== Input material ==

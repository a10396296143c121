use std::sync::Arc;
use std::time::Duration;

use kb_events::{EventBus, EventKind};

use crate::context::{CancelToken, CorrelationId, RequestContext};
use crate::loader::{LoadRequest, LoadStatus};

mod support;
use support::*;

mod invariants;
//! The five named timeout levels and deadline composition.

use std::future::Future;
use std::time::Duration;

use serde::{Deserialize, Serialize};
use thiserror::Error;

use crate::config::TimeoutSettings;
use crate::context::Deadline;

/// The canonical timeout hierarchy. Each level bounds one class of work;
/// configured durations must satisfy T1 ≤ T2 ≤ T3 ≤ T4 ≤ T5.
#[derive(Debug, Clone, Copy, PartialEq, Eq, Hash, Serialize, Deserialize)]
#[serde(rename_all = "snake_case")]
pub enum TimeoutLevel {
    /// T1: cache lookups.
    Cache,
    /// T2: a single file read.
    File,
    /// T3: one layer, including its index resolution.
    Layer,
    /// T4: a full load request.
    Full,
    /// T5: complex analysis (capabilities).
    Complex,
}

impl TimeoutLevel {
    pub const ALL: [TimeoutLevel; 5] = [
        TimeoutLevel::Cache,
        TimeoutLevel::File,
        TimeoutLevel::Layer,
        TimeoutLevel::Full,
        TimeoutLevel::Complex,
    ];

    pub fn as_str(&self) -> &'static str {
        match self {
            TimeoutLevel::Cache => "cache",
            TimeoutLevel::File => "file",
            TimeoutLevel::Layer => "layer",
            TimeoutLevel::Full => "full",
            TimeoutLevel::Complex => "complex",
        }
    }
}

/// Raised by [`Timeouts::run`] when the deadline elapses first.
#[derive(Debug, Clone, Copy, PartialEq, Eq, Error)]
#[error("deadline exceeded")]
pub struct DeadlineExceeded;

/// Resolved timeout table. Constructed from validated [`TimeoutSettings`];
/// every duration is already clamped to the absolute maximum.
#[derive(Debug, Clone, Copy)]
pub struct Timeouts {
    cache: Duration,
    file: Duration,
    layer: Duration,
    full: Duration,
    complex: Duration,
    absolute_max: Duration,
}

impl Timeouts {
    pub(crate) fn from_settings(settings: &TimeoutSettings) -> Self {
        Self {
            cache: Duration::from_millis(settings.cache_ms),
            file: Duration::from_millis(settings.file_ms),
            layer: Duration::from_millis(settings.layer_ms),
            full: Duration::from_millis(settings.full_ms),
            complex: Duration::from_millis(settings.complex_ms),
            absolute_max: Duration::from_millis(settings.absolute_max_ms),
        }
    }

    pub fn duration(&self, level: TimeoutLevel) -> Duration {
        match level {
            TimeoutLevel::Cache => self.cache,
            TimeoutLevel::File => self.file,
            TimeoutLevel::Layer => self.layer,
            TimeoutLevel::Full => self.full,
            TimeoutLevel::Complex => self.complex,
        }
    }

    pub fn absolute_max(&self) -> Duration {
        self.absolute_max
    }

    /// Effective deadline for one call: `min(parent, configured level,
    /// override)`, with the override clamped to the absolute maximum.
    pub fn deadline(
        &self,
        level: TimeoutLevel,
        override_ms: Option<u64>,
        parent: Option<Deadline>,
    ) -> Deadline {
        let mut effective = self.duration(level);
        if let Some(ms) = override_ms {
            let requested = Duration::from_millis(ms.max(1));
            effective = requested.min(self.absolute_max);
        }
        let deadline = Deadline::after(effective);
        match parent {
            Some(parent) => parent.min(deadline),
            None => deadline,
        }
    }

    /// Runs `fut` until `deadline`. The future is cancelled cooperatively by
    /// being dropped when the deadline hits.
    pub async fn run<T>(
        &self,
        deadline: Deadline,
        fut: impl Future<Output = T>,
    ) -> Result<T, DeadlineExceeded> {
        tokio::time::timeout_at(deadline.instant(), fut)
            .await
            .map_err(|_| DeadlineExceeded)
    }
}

===
== Input material ==

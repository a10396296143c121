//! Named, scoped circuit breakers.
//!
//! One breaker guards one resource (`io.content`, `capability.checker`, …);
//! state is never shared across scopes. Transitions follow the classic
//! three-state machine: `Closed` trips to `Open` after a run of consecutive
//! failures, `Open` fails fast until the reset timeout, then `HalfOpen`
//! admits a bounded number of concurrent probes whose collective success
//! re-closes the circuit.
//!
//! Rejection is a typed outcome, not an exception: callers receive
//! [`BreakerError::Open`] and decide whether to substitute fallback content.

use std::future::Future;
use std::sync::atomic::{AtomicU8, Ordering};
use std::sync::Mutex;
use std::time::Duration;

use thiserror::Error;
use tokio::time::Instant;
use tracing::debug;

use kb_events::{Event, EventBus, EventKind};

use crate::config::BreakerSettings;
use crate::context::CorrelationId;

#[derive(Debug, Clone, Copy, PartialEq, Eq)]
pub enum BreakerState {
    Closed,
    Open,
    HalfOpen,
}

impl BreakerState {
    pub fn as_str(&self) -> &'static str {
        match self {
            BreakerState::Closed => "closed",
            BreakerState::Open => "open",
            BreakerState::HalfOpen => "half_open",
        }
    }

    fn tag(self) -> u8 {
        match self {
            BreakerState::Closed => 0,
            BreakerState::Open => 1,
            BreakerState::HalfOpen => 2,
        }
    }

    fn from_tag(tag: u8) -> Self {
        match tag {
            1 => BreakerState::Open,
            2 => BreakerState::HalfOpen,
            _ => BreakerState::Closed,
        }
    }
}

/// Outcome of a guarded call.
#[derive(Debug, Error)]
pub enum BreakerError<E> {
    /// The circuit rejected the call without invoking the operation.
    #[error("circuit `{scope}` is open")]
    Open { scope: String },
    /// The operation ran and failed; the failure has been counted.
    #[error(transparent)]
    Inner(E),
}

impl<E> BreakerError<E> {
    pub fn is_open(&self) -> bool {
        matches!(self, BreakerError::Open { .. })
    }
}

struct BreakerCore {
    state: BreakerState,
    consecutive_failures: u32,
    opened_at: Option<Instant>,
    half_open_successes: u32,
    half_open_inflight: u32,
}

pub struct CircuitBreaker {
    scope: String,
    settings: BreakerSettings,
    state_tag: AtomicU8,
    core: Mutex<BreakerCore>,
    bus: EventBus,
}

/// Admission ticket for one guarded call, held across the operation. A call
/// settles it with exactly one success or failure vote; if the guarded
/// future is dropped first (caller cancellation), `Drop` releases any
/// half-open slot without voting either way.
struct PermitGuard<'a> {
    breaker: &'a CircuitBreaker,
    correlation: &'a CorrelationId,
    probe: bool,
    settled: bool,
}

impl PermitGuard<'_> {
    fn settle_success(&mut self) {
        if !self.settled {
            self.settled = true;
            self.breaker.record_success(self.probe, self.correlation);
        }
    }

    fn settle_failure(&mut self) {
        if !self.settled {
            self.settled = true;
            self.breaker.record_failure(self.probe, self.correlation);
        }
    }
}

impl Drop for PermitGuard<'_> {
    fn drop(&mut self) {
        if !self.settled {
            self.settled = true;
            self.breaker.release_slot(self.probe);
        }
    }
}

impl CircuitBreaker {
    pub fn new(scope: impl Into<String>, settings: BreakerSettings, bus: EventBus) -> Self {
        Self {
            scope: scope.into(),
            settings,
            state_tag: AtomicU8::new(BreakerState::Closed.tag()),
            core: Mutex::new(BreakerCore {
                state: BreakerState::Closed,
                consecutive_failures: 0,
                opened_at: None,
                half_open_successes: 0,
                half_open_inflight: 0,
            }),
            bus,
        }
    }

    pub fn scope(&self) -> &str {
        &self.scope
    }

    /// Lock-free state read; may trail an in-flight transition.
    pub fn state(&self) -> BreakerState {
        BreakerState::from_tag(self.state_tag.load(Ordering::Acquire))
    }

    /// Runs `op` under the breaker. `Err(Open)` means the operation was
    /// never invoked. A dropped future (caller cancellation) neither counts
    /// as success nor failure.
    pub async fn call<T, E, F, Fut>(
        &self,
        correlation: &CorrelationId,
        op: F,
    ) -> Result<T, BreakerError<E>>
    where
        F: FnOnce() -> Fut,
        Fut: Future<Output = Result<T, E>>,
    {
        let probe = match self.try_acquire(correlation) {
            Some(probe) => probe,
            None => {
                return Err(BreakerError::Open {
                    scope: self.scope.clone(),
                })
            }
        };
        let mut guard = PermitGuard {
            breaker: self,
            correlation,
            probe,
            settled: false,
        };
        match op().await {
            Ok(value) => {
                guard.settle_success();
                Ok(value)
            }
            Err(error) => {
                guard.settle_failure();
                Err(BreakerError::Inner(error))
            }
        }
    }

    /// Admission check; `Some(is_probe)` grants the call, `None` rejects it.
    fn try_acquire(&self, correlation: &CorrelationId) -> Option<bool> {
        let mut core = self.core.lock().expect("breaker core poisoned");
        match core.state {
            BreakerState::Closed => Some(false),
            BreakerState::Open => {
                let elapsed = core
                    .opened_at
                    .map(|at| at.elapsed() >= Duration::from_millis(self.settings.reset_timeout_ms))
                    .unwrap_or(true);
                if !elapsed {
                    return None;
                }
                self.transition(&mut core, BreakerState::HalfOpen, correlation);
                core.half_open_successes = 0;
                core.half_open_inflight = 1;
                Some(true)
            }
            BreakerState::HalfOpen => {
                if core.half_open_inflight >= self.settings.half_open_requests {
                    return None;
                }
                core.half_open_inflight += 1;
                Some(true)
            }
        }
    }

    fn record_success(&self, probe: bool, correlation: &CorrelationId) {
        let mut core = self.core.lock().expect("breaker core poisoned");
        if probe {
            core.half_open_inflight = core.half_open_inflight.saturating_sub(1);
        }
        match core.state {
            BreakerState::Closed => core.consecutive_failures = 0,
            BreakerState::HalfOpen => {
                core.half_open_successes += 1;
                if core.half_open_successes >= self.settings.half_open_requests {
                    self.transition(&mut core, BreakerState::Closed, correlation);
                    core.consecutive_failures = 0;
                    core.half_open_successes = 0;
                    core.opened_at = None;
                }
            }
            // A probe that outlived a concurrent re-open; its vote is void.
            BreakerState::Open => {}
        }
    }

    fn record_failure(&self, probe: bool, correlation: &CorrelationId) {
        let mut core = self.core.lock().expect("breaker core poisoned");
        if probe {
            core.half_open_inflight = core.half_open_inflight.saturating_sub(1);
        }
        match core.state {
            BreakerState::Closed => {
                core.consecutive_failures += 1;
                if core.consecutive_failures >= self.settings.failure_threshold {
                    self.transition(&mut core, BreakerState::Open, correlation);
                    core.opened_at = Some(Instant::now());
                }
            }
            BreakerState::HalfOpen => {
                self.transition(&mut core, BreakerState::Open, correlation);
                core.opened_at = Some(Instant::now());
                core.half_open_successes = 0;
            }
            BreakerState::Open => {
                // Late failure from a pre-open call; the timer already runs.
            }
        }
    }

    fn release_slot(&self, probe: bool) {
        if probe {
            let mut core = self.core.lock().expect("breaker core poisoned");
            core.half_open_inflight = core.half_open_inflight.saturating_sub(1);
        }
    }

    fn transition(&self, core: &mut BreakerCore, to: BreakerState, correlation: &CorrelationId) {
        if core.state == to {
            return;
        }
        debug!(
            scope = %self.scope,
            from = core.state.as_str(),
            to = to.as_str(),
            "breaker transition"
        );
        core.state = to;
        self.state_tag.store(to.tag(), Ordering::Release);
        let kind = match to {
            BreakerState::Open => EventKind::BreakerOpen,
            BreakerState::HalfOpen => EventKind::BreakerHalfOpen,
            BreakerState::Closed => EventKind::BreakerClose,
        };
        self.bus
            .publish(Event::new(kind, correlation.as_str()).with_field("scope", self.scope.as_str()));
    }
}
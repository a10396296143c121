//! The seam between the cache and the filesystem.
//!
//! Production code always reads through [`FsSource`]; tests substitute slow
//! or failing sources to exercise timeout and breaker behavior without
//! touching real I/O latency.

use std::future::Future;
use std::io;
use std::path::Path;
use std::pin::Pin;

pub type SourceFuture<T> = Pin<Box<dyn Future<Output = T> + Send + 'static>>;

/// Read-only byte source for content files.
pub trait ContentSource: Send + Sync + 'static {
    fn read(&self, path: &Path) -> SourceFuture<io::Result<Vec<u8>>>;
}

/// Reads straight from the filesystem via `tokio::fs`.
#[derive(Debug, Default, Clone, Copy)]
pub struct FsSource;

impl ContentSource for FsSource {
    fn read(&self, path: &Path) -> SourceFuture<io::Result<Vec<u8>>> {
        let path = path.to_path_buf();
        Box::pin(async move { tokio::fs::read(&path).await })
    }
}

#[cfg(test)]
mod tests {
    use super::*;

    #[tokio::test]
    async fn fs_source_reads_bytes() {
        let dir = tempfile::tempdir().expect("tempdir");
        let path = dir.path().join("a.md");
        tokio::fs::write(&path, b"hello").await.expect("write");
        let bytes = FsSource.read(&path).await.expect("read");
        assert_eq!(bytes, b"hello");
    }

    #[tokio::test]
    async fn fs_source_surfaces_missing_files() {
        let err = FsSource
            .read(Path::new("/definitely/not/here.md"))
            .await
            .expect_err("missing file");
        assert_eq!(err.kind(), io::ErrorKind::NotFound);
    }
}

===

> [Task to carry out]: Each line above with the string "operation" in it should be located and copied.

> [Answer to this task]:
    /// The circuit rejected the call without invoking the operation.
    /// The operation ran and failed; the failure has been counted.
/// Admission ticket for one guarded call, held across the operation. A call
    /// Runs `op` under the breaker. `Err(Open)` means the operation was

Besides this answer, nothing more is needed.